Id. at 706, 65 S.Ct. at 902. In reaching that holding, the Court reasoned
that by enacting the FLSA, Congress intended “to protect certain groups of the
population from substandard wages and excessive hours which endangered the
national health and well-being and the free flow of goods in interstate commerce.”
Id. Liquidated damages, the Court said, are an important way of enforcing that
protection, because “[k]nowledge on the part of the employer that he cannot escape
liability for liquidated damages by taking advantage of the needs of his employees
tends to insure compliance in the first place.”

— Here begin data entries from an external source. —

#![forbid(unsafe_code)]
#![deny(missing_docs)]
#![deny(clippy::unwrap_used)]
#![deny(clippy::expect_used)]

//! Auditchain core: block data model, constants, canonical serialization,
//! header hashing and Merkle roots.
//!
//! Consensus rules live in `auditchain-consensus`; this crate only defines
//! what the bytes are and how they hash.

pub mod constants;
pub mod merkle;
pub mod serialization;
pub mod types;

pub use constants::*;
pub use merkle::*;
pub use serialization::*;
pub use types::*;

Id. at 709–10, 65 S.Ct. at 903.
Those same public policy justifications led the Court to place limits on the
ability of private parties to settle FLSA lawsuits. See
id. at 704–05, 65 S.Ct. at
900–01 (“It has been held in this and other courts that a statutory right conferred on
a private party, but affecting the public interest, may not be waived or released if
such waiver or release contravenes the statutory policy.”). In the Court’s view,
permitting “an employer to secure a release from the worker who needs his wages
promptly will tend to nullify the deterrent effect which Congress plainly intended
that [the FLSA] should have.”
Id. at 709–10, 65 S.Ct. at 903. Given the “often
great inequalities in bargaining power between employers and employees,”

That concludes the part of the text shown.